The full back story is on a previous thread but a brief summary is that I was happily married with a toddler and pregnant with our second when I found out my husband was fired for sexual misconduct, which involves him cheating on me with 10+ women that I'm aware of at the moment, probably more. I left him and instigated divorce proceedings. He has been volatile and aggressive and he is someone I always considered a brilliant dad. I really, genuinely believed I had chosen a great dad for my kids. He has lost all interest in them, once he got bored of trying to use them as a weapon against me. He has only met his newborn a handful of times. He doesn't seem to care, at all.

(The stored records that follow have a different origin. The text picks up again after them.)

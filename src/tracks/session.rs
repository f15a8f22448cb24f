//! Interactive track session
//!
//! `Idle` -> `Displaying` on `Init`, `Displaying` -> `Displaying` on
//! `Resample`, and `Exit` ends the session for good. The renderer only turns
//! key presses into [`SessionEvent`]s and draws whatever state is current.

use crate::error::Result;
use crate::orbital::{Propagator, TimeWindow};
use crate::tle::Catalog;
use crate::tracks::sampler::{SelectionState, resample, select_tracks};
use rand::Rng;

#[derive(Clone, Debug, PartialEq)]
pub enum SessionState {
    Idle,
    Displaying(Vec<SelectionState>),
    Terminated,
}

#[derive(Clone, Debug, PartialEq, Eq)]
pub enum SessionEvent {
    Init,
    Resample,
    Exit,
    Other(String),
}

impl SessionEvent {
    /// Map a key name from the rendering surface to an event
    pub fn from_key_name(name: &str) -> Self {
        match name.to_ascii_lowercase().as_str() {
            "r" => SessionEvent::Resample,
            "escape" | "q" => SessionEvent::Exit,
            _ => SessionEvent::Other(name.to_string()),
        }
    }
}

/// Owns the selection shown on screen for the lifetime of an interactive run
#[derive(Debug)]
pub struct TrackSession {
    state: SessionState,
    count: usize,
}

impl TrackSession {
    pub fn new(count: usize) -> Self {
        Self {
            state: SessionState::Idle,
            count,
        }
    }

    pub fn state(&self) -> &SessionState {
        &self.state
    }

    pub fn count(&self) -> usize {
        self.count
    }

    pub fn is_terminated(&self) -> bool {
        matches!(self.state, SessionState::Terminated)
    }

    /// Current selections; empty unless displaying
    pub fn selections(&self) -> &[SelectionState] {
        match &self.state {
            SessionState::Displaying(selections) => selections,
            _ => &[],
        }
    }

    /// Apply one event. Returns whether the state changed.
    ///
    /// On error the previous state is kept untouched.
    pub fn handle<P: Propagator + ?Sized, R: Rng>(
        &mut self,
        event: SessionEvent,
        catalog: &Catalog,
        propagator: &P,
        window: &TimeWindow,
        rng: &mut R,
    ) -> Result<bool> {
        let next = match (&self.state, event) {
            (SessionState::Terminated, _) => return Ok(false),
            (_, SessionEvent::Exit) => SessionState::Terminated,
            (SessionState::Idle, SessionEvent::Init) => SessionState::Displaying(select_tracks(
                catalog, propagator, self.count, window, rng,
            )?),
            (SessionState::Displaying(current), SessionEvent::Resample) => {
                let fresh = match current.as_slice() {
                    [only] => vec![resample(catalog, propagator, only, window, rng)?],
                    _ => select_tracks(catalog, propagator, self.count, window, rng)?,
                };
                SessionState::Displaying(fresh)
            }
            (_, other) => {
                tracing::trace!("ignoring {:?} in {:?}", other, self.state_name());
                return Ok(false);
            }
        };
        tracing::debug!("session {} -> {}", self.state_name(), state_name(&next));
        self.state = next;
        Ok(true)
    }

    fn state_name(&self) -> &'static str {
        state_name(&self.state)
    }
}

fn state_name(state: &SessionState) -> &'static str {
    match state {
        SessionState::Idle => "Idle",
        SessionState::Displaying(_) => "Displaying",
        SessionState::Terminated => "Terminated",
    }
}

I'm confident in my decision to leave, I know my worth. I'm just a bit stuck on how did I get it so wrong. How did I get caught so off guard. How could I of been so wrong about someone. I've been thinking for weeks about signs, things I might have missed. I just can't see it. I can't see how any of this is possible. I can't see how he did all of that yet kept up the pretence with me. It's disorienting because I have the proof, and I know it happened, but I don't understand it.
I trusted him, I loved him, I thought I'd chose well. I am relatively young, I'm in my late 20s, I hope I still have time to find a husband again. I don't want to be alone forever, although I'm not interested in anything until my kids are a lot older, and one is a newborn. I don't ask because I want to start dating, but because I want to start healing. How can I ever trust my judgement again? After being so wrong? Does that make sense?